*Recorded data*:
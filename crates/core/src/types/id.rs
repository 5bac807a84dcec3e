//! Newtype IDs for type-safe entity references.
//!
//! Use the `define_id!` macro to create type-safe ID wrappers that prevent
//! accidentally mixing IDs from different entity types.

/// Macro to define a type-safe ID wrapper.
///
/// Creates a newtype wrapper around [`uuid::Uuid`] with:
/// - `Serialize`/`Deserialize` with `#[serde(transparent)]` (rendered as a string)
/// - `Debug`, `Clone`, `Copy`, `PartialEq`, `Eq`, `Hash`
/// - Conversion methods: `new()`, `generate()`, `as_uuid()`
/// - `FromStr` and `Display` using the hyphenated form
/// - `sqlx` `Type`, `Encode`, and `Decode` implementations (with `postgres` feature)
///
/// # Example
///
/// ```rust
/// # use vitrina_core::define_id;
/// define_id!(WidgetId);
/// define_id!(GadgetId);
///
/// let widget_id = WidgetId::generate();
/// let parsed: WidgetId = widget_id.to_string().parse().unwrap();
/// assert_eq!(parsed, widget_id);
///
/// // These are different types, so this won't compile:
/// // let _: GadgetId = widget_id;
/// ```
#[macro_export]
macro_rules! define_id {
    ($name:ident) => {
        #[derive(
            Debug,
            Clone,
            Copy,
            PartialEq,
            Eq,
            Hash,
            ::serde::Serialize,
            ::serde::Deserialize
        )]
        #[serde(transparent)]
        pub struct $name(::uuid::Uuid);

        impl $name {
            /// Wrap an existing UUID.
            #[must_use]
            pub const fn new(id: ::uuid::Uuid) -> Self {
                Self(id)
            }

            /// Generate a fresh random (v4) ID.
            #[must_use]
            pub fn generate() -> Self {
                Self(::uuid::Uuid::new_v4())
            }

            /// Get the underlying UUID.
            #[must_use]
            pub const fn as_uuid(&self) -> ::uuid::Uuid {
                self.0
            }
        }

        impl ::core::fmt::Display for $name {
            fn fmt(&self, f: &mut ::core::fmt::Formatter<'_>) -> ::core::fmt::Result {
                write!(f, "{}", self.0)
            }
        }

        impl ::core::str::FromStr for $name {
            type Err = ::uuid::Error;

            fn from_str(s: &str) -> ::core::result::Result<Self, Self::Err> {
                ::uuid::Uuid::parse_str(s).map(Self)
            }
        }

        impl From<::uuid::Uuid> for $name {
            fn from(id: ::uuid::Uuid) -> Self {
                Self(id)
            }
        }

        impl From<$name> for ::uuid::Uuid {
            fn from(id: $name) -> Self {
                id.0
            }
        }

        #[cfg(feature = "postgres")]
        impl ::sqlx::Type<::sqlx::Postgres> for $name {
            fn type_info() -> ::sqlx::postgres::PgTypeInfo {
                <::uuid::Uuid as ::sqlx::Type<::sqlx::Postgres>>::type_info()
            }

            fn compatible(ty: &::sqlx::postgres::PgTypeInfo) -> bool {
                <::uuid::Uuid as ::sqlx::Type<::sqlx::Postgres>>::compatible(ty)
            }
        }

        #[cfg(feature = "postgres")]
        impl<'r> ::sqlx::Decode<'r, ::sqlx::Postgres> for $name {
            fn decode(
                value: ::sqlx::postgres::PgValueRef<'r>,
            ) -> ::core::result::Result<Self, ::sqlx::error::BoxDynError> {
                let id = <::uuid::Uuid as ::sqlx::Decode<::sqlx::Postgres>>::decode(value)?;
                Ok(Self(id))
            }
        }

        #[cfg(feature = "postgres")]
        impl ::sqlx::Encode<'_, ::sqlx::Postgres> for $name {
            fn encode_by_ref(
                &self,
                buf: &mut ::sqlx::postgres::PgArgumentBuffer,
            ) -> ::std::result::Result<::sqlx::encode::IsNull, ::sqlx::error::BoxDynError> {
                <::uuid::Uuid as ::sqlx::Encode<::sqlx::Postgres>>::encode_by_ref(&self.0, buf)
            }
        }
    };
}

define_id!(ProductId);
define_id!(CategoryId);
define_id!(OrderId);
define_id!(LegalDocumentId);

*Work to be completed*: Give back every record exactly.

*Exercise answer*:
filename crates/core/src/types/id.rs
repository 5bac807a84dcec3e
//! Newtype IDs for type-safe entity references.
//!
//! Use the `define_id!` macro to create type-safe ID wrappers that prevent
//! accidentally mixing IDs from different entity types.

/// Macro to define a type-safe ID wrapper.
///
/// Creates a newtype wrapper around [`uuid::Uuid`] with:
/// - `Serialize`/`Deserialize` with `#[serde(transparent)]` (rendered as a string)
/// - `Debug`, `Clone`, `Copy`, `PartialEq`, `Eq`, `Hash`
/// - Conversion methods: `new()`, `generate()`, `as_uuid()`
/// - `FromStr` and `Display` using the hyphenated form
/// - `sqlx` `Type`, `Encode`, and `Decode` implementations (with `postgres` feature)
///
/// # Example
///
/// ```rust
/// # use vitrina_core::define_id;
/// define_id!(WidgetId);
/// define_id!(GadgetId);
///
/// let widget_id = WidgetId::generate();
/// let parsed: WidgetId = widget_id.to_string().parse().unwrap();
/// assert_eq!(parsed, widget_id);
///
/// // These are different types, so this won't compile:
/// // let _: GadgetId = widget_id;
/// ```
#[macro_export]
macro_rules! define_id {
    ($name:ident) => {
        #[derive(
            Debug,
            Clone,
            Copy,
            PartialEq,
            Eq,
            Hash,
            ::serde::Serialize,
            ::serde::Deserialize
        )]
        #[serde(transparent)]
        pub struct $name(::uuid::Uuid);

        impl $name {
            /// Wrap an existing UUID.
            #[must_use]
            pub const fn new(id: ::uuid::Uuid) -> Self {
                Self(id)
            }

            /// Generate a fresh random (v4) ID.
            #[must_use]
            pub fn generate() -> Self {
                Self(::uuid::Uuid::new_v4())
            }

            /// Get the underlying UUID.
            #[must_use]
            pub const fn as_uuid(&self) -> ::uuid::Uuid {
                self.0
            }
        }

        impl ::core::fmt::Display for $name {
            fn fmt(&self, f: &mut ::core::fmt::Formatter<'_>) -> ::core::fmt::Result {
                write!(f, "{}", self.0)
            }
        }

        impl ::core::str::FromStr for $name {
            type Err = ::uuid::Error;

            fn from_str(s: &str) -> ::core::result::Result<Self, Self::Err> {
                ::uuid::Uuid::parse_str(s).map(Self)
            }
        }

        impl From<::uuid::Uuid> for $name {
            fn from(id: ::uuid::Uuid) -> Self {
                Self(id)
            }
        }

        impl From<$name> for ::uuid::Uuid {
            fn from(id: $name) -> Self {
                id.0
            }
        }

        #[cfg(feature = "postgres")]
        impl ::sqlx::Type<::sqlx::Postgres> for $name {
            fn type_info() -> ::sqlx::postgres::PgTypeInfo {
                <::uuid::Uuid as ::sqlx::Type<::sqlx::Postgres>>::type_info()
            }

            fn compatible(ty: &::sqlx::postgres::PgTypeInfo) -> bool {
                <::uuid::Uuid as ::sqlx::Type<::sqlx::Postgres>>::compatible(ty)
            }
        }

        #[cfg(feature = "postgres")]
        impl<'r> ::sqlx::Decode<'r, ::sqlx::Postgres> for $name {
            fn decode(
                value: ::sqlx::postgres::PgValueRef<'r>,
            ) -> ::core::result::Result<Self, ::sqlx::error::BoxDynError> {
                let id = <::uuid::Uuid as ::sqlx::Decode<::sqlx::Postgres>>::decode(value)?;
                Ok(Self(id))
            }
        }

        #[cfg(feature = "postgres")]
        impl ::sqlx::Encode<'_, ::sqlx::Postgres> for $name {
            fn encode_by_ref(
                &self,
                buf: &mut ::sqlx::postgres::PgArgumentBuffer,
            ) -> ::std::result::Result<::sqlx::encode::IsNull, ::sqlx::error::BoxDynError> {
                <::uuid::Uuid as ::sqlx::Encode<::sqlx::Postgres>>::encode_by_ref(&self.0, buf)
            }
        }
    };
}

define_id!(ProductId);
define_id!(CategoryId);
define_id!(OrderId);
define_id!(LegalDocumentId);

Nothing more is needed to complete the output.